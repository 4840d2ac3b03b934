//! List filters used by the admin views.
//!
//! Each filter parses from the query-string key the admin surface exposes
//! and knows how to test or bound a value.

mod amount;
mod date;
mod status;

pub use amount::AmountRange;
pub use date::DateRange;
pub use status::BudgetStatusFilter;

use thiserror::Error;

/// Unknown filter key.
#[derive(Debug, Error, PartialEq, Eq)]
#[error("Unknown {filter} filter value: {value}")]
pub struct FilterParseError {
    /// Filter name.
    pub filter: &'static str,
    /// Rejected value.
    pub value: String,
}

impl FilterParseError {
    pub(crate) fn new(filter: &'static str, value: &str) -> Self {
        Self {
            filter,
            value: value.to_string(),
        }
    }
}
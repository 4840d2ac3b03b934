//! Database migration runner for FinTrack.
//!
//! Usage:
//!   migrator up      - Run all pending migrations
//!   migrator down    - Roll back the last migration
//!   migrator status  - Show migration status
//!   migrator fresh   - Drop all tables and re-run migrations
//!
//! The connection string is read from `DATABASE_URL`.

use fintrack_db::migration::Migrator;
use sea_orm_migration::prelude::*;

#[tokio::main]
async fn main() {
    dotenvy::dotenv().ok();

    // run_cli installs its own tracing subscriber
    cli::run_cli(Migrator).await;
}
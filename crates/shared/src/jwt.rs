//! JWT token generation and validation.
//!
//! Provides secure JWT handling with access and refresh tokens.

use chrono::{Duration, Utc};
use jsonwebtoken::{DecodingKey, EncodingKey, Header, Validation, decode, encode};
use thiserror::Error;
use uuid::Uuid;

use crate::auth::{Claims, TokenPair, TokenType};

/// JWT configuration.
#[derive(Debug, Clone)]
pub struct JwtConfig {
    /// Secret key for signing tokens.
    pub secret: String,
    /// Access token expiration in minutes.
    pub access_token_expires_minutes: i64,
    /// Refresh token expiration in days.
    pub refresh_token_expires_days: i64,
}

impl Default for JwtConfig {
    fn default() -> Self {
        Self {
            secret: "change-me-in-production".to_string(),
            access_token_expires_minutes: 15,
            refresh_token_expires_days: 7,
        }
    }
}

impl From<&crate::config::JwtSettings> for JwtConfig {
    fn from(settings: &crate::config::JwtSettings) -> Self {
        Self {
            secret: settings.secret.clone(),
            access_token_expires_minutes: i64::try_from(settings.access_token_expiry_secs / 60)
                .unwrap_or(i64::MAX),
            refresh_token_expires_days: i64::try_from(settings.refresh_token_expiry_secs / 86_400)
                .unwrap_or(i64::MAX),
        }
    }
}

/// Errors that can occur during JWT operations.
#[derive(Debug, Error)]
pub enum JwtError {
    /// Token encoding failed.
    #[error("failed to encode token: {0}")]
    EncodingError(String),

    /// Token decoding failed.
    #[error("failed to decode token: {0}")]
    DecodingError(String),

    /// Token has expired.
    #[error("token has expired")]
    Expired,

    /// A refresh token was presented where an access token is required, or vice versa.
    #[error("wrong token type: expected {expected:?}")]
    WrongTokenType {
        /// Token type the caller required.
        expected: TokenType,
    },
}

/// JWT service for token operations.
#[derive(Clone)]
pub struct JwtService {
    config: JwtConfig,
    encoding_key: EncodingKey,
    decoding_key: DecodingKey,
}

impl std::fmt::Debug for JwtService {
    fn fmt(&self, f: &mut std::fmt::Formatter<'_>) -> std::fmt::Result {
        f.debug_struct("JwtService")
            .field("access_minutes", &self.config.access_token_expires_minutes)
            .field("refresh_days", &self.config.refresh_token_expires_days)
            .field("encoding_key", &"[hidden]")
            .field("decoding_key", &"[hidden]")
            .finish()
    }
}

impl JwtService {
    /// Creates a new JWT service with the given configuration.
    #[must_use]
    pub fn new(config: JwtConfig) -> Self {
        let encoding_key = EncodingKey::from_secret(config.secret.as_bytes());
        let decoding_key = DecodingKey::from_secret(config.secret.as_bytes());
        Self {
            config,
            encoding_key,
            decoding_key,
        }
    }

    /// Generates an access token for a user.
    ///
    /// # Errors
    ///
    /// Returns `JwtError::EncodingError` if token generation fails.
    pub fn generate_access_token(
        &self,
        user_id: Uuid,
        username: &str,
        is_staff: bool,
    ) -> Result<String, JwtError> {
        let expires_at = Utc::now() + Duration::minutes(self.config.access_token_expires_minutes);
        let claims = Claims::new(user_id, username, is_staff, TokenType::Access, expires_at);
        self.encode(&claims)
    }

    /// Generates a refresh token for a user.
    ///
    /// # Errors
    ///
    /// Returns `JwtError::EncodingError` if token generation fails.
    pub fn generate_refresh_token(
        &self,
        user_id: Uuid,
        username: &str,
        is_staff: bool,
    ) -> Result<String, JwtError> {
        let expires_at = Utc::now() + Duration::days(self.config.refresh_token_expires_days);
        let claims = Claims::new(user_id, username, is_staff, TokenType::Refresh, expires_at);
        self.encode(&claims)
    }

    /// Generates an access/refresh pair.
    ///
    /// # Errors
    ///
    /// Returns `JwtError::EncodingError` if either token cannot be generated.
    pub fn generate_pair(
        &self,
        user_id: Uuid,
        username: &str,
        is_staff: bool,
    ) -> Result<TokenPair, JwtError> {
        Ok(TokenPair {
            access: self.generate_access_token(user_id, username, is_staff)?,
            refresh: self.generate_refresh_token(user_id, username, is_staff)?,
        })
    }

    fn encode(&self, claims: &Claims) -> Result<String, JwtError> {
        encode(&Header::default(), claims, &self.encoding_key)
            .map_err(|e| JwtError::EncodingError(e.to_string()))
    }

    /// Validates and decodes a token of any type.
    ///
    /// # Errors
    ///
    /// Returns `JwtError::Expired` if the token has expired.
    /// Returns `JwtError::DecodingError` if the token is malformed.
    pub fn validate_token(&self, token: &str) -> Result<Claims, JwtError> {
        let validation = Validation::default();

        decode::<Claims>(token, &self.decoding_key, &validation)
            .map(|data| data.claims)
            .map_err(|e| match e.kind() {
                jsonwebtoken::errors::ErrorKind::ExpiredSignature => JwtError::Expired,
                _ => JwtError::DecodingError(e.to_string()),
            })
    }

    /// Validates a token and requires it to be of the given type.
    ///
    /// # Errors
    ///
    /// Same as [`Self::validate_token`], plus `JwtError::WrongTokenType`.
    pub fn validate_typed(&self, token: &str, expected: TokenType) -> Result<Claims, JwtError> {
        let claims = self.validate_token(token)?;
        if claims.token_type == expected {
            Ok(claims)
        } else {
            Err(JwtError::WrongTokenType { expected })
        }
    }
}

#[cfg(test)]
#[path = "jwt_tests.rs"]
mod tests;
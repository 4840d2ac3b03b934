use std::sync::Arc;

use axum::{
    Router,
    body::Body,
    http::{Request, StatusCode, header::AUTHORIZATION},
    response::Response,
};
use chrono::{Duration, NaiveDate, Utc};
use http_body_util::BodyExt;
use rust_decimal_macros::dec;
use sea_orm::{DatabaseBackend, DatabaseConnection, MockDatabase, MockExecResult};
use serde_json::Value;
use tower::ServiceExt;
use uuid::Uuid;

use crate::{AppState, create_router};
use fintrack_db::entities::{accounts, budgets, users};
use fintrack_shared::{AdminSiteConfig, JwtConfig, JwtService};

fn app(db: DatabaseConnection) -> (Router, Arc<JwtService>) {
    let jwt_service = Arc::new(JwtService::new(JwtConfig::default()));
    let state = AppState {
        db: Arc::new(db),
        jwt_service: jwt_service.clone(),
        admin_site: Arc::new(AdminSiteConfig::default()),
    };
    (create_router(state), jwt_service)
}

fn empty_db() -> DatabaseConnection {
    MockDatabase::new(DatabaseBackend::Postgres).into_connection()
}

fn get(uri: &str, token: Option<&str>) -> Request<Body> {
    let mut builder = Request::builder().uri(uri);
    if let Some(token) = token {
        builder = builder.header(AUTHORIZATION, format!("Bearer {token}"));
    }
    builder.body(Body::empty()).unwrap()
}

fn post_json(uri: &str, token: Option<&str>, body: &Value) -> Request<Body> {
    let mut builder = Request::builder()
        .method("POST")
        .uri(uri)
        .header("content-type", "application/json");
    if let Some(token) = token {
        builder = builder.header(AUTHORIZATION, format!("Bearer {token}"));
    }
    builder.body(Body::from(body.to_string())).unwrap()
}

async fn body_json(response: Response) -> Value {
    let bytes = response.into_body().collect().await.unwrap().to_bytes();
    serde_json::from_slice(&bytes).unwrap()
}

fn account(user_id: Uuid, name: &str) -> accounts::Model {
    let now = Utc::now().into();
    accounts::Model {
        id: Uuid::new_v4(),
        user_id,
        name: name.to_string(),
        balance: dec!(1250.00),
        created_at: now,
        updated_at: now,
    }
}

fn budget(user_id: Uuid, spent: rust_decimal::Decimal, end_date: NaiveDate) -> budgets::Model {
    let now = Utc::now().into();
    budgets::Model {
        id: Uuid::new_v4(),
        user_id,
        account_id: Uuid::new_v4(),
        name: "Groceries".to_string(),
        total_amount: dec!(1000.00),
        spent_amount: spent,
        start_date: end_date - Duration::days(30),
        end_date,
        created_at: now,
        updated_at: now,
    }
}

#[tokio::test]
async fn test_health_is_public() {
    let (app, _) = app(empty_db());

    let response = app.oneshot(get("/api/health", None)).await.unwrap();
    assert_eq!(response.status(), StatusCode::OK);

    let body = body_json(response).await;
    assert_eq!(body["status"], "healthy");
    assert_eq!(body["service"], "fintrack");
    assert_eq!(body["today"], Utc::now().date_naive().to_string());
}

#[tokio::test]
async fn test_api_index_lists_resources() {
    let (app, _) = app(empty_db());

    let response = app.oneshot(get("/api", None)).await.unwrap();
    assert_eq!(response.status(), StatusCode::OK);

    let body = body_json(response).await;
    assert_eq!(body["budgets"], "/api/budgets");
}

#[tokio::test]
async fn test_protected_route_requires_token() {
    let (app, _) = app(empty_db());

    let response = app.oneshot(get("/api/accounts", None)).await.unwrap();
    assert_eq!(response.status(), StatusCode::UNAUTHORIZED);

    let body = body_json(response).await;
    assert_eq!(body["error"], "missing_token");
}

#[tokio::test]
async fn test_refresh_token_is_not_an_access_token() {
    let (app, jwt) = app(empty_db());
    let refresh = jwt
        .generate_refresh_token(Uuid::new_v4(), "alice", false)
        .unwrap();

    let response = app
        .oneshot(get("/api/accounts", Some(&refresh)))
        .await
        .unwrap();
    assert_eq!(response.status(), StatusCode::UNAUTHORIZED);

    let body = body_json(response).await;
    assert_eq!(body["error"], "token_not_valid");
}

#[tokio::test]
async fn test_lists_callers_accounts() {
    let user_id = Uuid::new_v4();
    let db = MockDatabase::new(DatabaseBackend::Postgres)
        .append_query_results([vec![account(user_id, "Checking"), account(user_id, "Savings")]])
        .into_connection();
    let (app, jwt) = app(db);
    let token = jwt.generate_access_token(user_id, "alice", false).unwrap();

    let response = app
        .oneshot(get("/api/accounts", Some(&token)))
        .await
        .unwrap();
    assert_eq!(response.status(), StatusCode::OK);

    let body = body_json(response).await;
    assert_eq!(body.as_array().unwrap().len(), 2);
    assert_eq!(body[0]["name"], "Checking");
    assert_eq!(body[0]["user"], user_id.to_string());
}

#[tokio::test]
async fn test_budget_progress_endpoint() {
    let user_id = Uuid::new_v4();
    let ends = Utc::now().date_naive() + Duration::days(10);
    let db = MockDatabase::new(DatabaseBackend::Postgres)
        .append_query_results([vec![budget(user_id, dec!(850.00), ends)]])
        .into_connection();
    let (app, jwt) = app(db);
    let token = jwt.generate_access_token(user_id, "alice", false).unwrap();

    let uri = format!("/api/budgets/{}/progress", Uuid::new_v4());
    let response = app.oneshot(get(&uri, Some(&token))).await.unwrap();
    assert_eq!(response.status(), StatusCode::OK);

    let body = body_json(response).await;
    assert_eq!(body["status"], "WARNING");
    assert_eq!(body["is_active"], true);
    assert_eq!(body["remaining"], "150.00");
}

#[tokio::test]
async fn test_unknown_budget_is_not_found() {
    let user_id = Uuid::new_v4();
    let db = MockDatabase::new(DatabaseBackend::Postgres)
        .append_query_results([Vec::<budgets::Model>::new()])
        .into_connection();
    let (app, jwt) = app(db);
    let token = jwt.generate_access_token(user_id, "alice", false).unwrap();

    let uri = format!("/api/budgets/{}", Uuid::new_v4());
    let response = app.oneshot(get(&uri, Some(&token))).await.unwrap();
    assert_eq!(response.status(), StatusCode::NOT_FOUND);
}

#[tokio::test]
async fn test_invalid_budget_is_rejected_before_storage() {
    let (app, jwt) = app(empty_db());
    let token = jwt
        .generate_access_token(Uuid::new_v4(), "alice", false)
        .unwrap();

    let payload = serde_json::json!({
        "account": Uuid::new_v4(),
        "name": "Holiday",
        "total_amount": "500.00",
        "start_date": "2026-10-31",
        "end_date": "2026-10-01"
    });
    let response = app
        .oneshot(post_json("/api/budgets", Some(&token), &payload))
        .await
        .unwrap();
    assert_eq!(response.status(), StatusCode::BAD_REQUEST);

    let body = body_json(response).await;
    assert_eq!(body["error"], "validation_error");
}

#[tokio::test]
async fn test_sub_cent_transaction_is_rejected_before_storage() {
    let (app, jwt) = app(empty_db());
    let token = jwt
        .generate_access_token(Uuid::new_v4(), "alice", false)
        .unwrap();

    let payload = serde_json::json!({
        "account": Uuid::new_v4(),
        "type": "withdrawal",
        "amount": "0.001",
        "description": "Rounding error"
    });
    let response = app
        .oneshot(post_json("/api/transactions", Some(&token), &payload))
        .await
        .unwrap();
    assert_eq!(response.status(), StatusCode::BAD_REQUEST);

    let body = body_json(response).await;
    assert_eq!(body["error"], "validation_error");
}

#[tokio::test]
async fn test_unknown_user_cannot_obtain_token() {
    let db = MockDatabase::new(DatabaseBackend::Postgres)
        .append_query_results([Vec::<users::Model>::new()])
        .into_connection();
    let (app, _) = app(db);

    let payload = serde_json::json!({ "username": "ghost", "password": "whatever1" });
    let response = app
        .oneshot(post_json("/api/token", None, &payload))
        .await
        .unwrap();
    assert_eq!(response.status(), StatusCode::UNAUTHORIZED);

    let body = body_json(response).await;
    assert_eq!(
        body["message"],
        "No active account found with the given credentials"
    );
}

#[tokio::test]
async fn test_admin_requires_staff() {
    let (app, jwt) = app(empty_db());
    let token = jwt
        .generate_access_token(Uuid::new_v4(), "alice", false)
        .unwrap();

    let response = app
        .oneshot(get("/api/admin/site", Some(&token)))
        .await
        .unwrap();
    assert_eq!(response.status(), StatusCode::FORBIDDEN);
}

#[tokio::test]
async fn test_admin_requires_token() {
    let (app, _) = app(empty_db());

    let response = app.oneshot(get("/api/admin/site", None)).await.unwrap();
    assert_eq!(response.status(), StatusCode::UNAUTHORIZED);
}

#[tokio::test]
async fn test_admin_site_for_staff() {
    let (app, jwt) = app(empty_db());
    let token = jwt
        .generate_access_token(Uuid::new_v4(), "admin", true)
        .unwrap();

    let response = app
        .oneshot(get("/api/admin/site", Some(&token)))
        .await
        .unwrap();
    assert_eq!(response.status(), StatusCode::OK);

    let body = body_json(response).await;
    assert_eq!(body["site_header"], "Finance Dashboard Administration");
}

#[tokio::test]
async fn test_admin_reset_spent_message() {
    let db = MockDatabase::new(DatabaseBackend::Postgres)
        .append_exec_results([MockExecResult {
            last_insert_id: 0,
            rows_affected: 2,
        }])
        .into_connection();
    let (app, jwt) = app(db);
    let token = jwt
        .generate_access_token(Uuid::new_v4(), "admin", true)
        .unwrap();

    let payload = serde_json::json!({ "ids": [Uuid::new_v4(), Uuid::new_v4()] });
    let response = app
        .oneshot(post_json(
            "/api/admin/budgets/actions/reset-spent",
            Some(&token),
            &payload,
        ))
        .await
        .unwrap();
    assert_eq!(response.status(), StatusCode::OK);

    let body = body_json(response).await;
    assert_eq!(body["affected"], 2);
    assert_eq!(body["message"], "2 budget(s) reset to zero spent.");
}

#[tokio::test]
async fn test_admin_budget_status_filter() {
    let user_id = Uuid::new_v4();
    let today = Utc::now().date_naive();
    let db = MockDatabase::new(DatabaseBackend::Postgres)
        .append_query_results([vec![
            budget(user_id, dec!(100.00), today + Duration::days(5)),
            budget(user_id, dec!(1200.00), today + Duration::days(5)),
            budget(user_id, dec!(1200.00), today - Duration::days(1)),
        ]])
        .into_connection();
    let (app, jwt) = app(db);
    let token = jwt
        .generate_access_token(Uuid::new_v4(), "admin", true)
        .unwrap();

    let response = app
        .oneshot(get("/api/admin/budgets?status=over", Some(&token)))
        .await
        .unwrap();
    assert_eq!(response.status(), StatusCode::OK);

    let body = body_json(response).await;
    let rows = body.as_array().unwrap();
    assert_eq!(rows.len(), 1);
    assert_eq!(rows[0]["progress"]["status"], "OVER");
}

#[tokio::test]
async fn test_admin_rejects_unknown_status_filter() {
    let (app, jwt) = app(empty_db());
    let token = jwt
        .generate_access_token(Uuid::new_v4(), "admin", true)
        .unwrap();

    let response = app
        .oneshot(get("/api/admin/budgets?status=broke", Some(&token)))
        .await
        .unwrap();
    assert_eq!(response.status(), StatusCode::BAD_REQUEST);
}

------------------------------------------------

### Exercise description
In your answer, include only the lines above starting at the line that holds "fn from(settings: &crate::config::JwtSettings)" and ending at the line that holds "i64::try_from(settings.refresh_token_expiry_secs / 86_400)", copied exactly.

### Result for this task
    fn from(settings: &crate::config::JwtSettings) -> Self {
        Self {
            secret: settings.secret.clone(),
            access_token_expires_minutes: i64::try_from(settings.access_token_expiry_secs / 60)
                .unwrap_or(i64::MAX),
            refresh_token_expires_days: i64::try_from(settings.refresh_token_expiry_secs / 86_400)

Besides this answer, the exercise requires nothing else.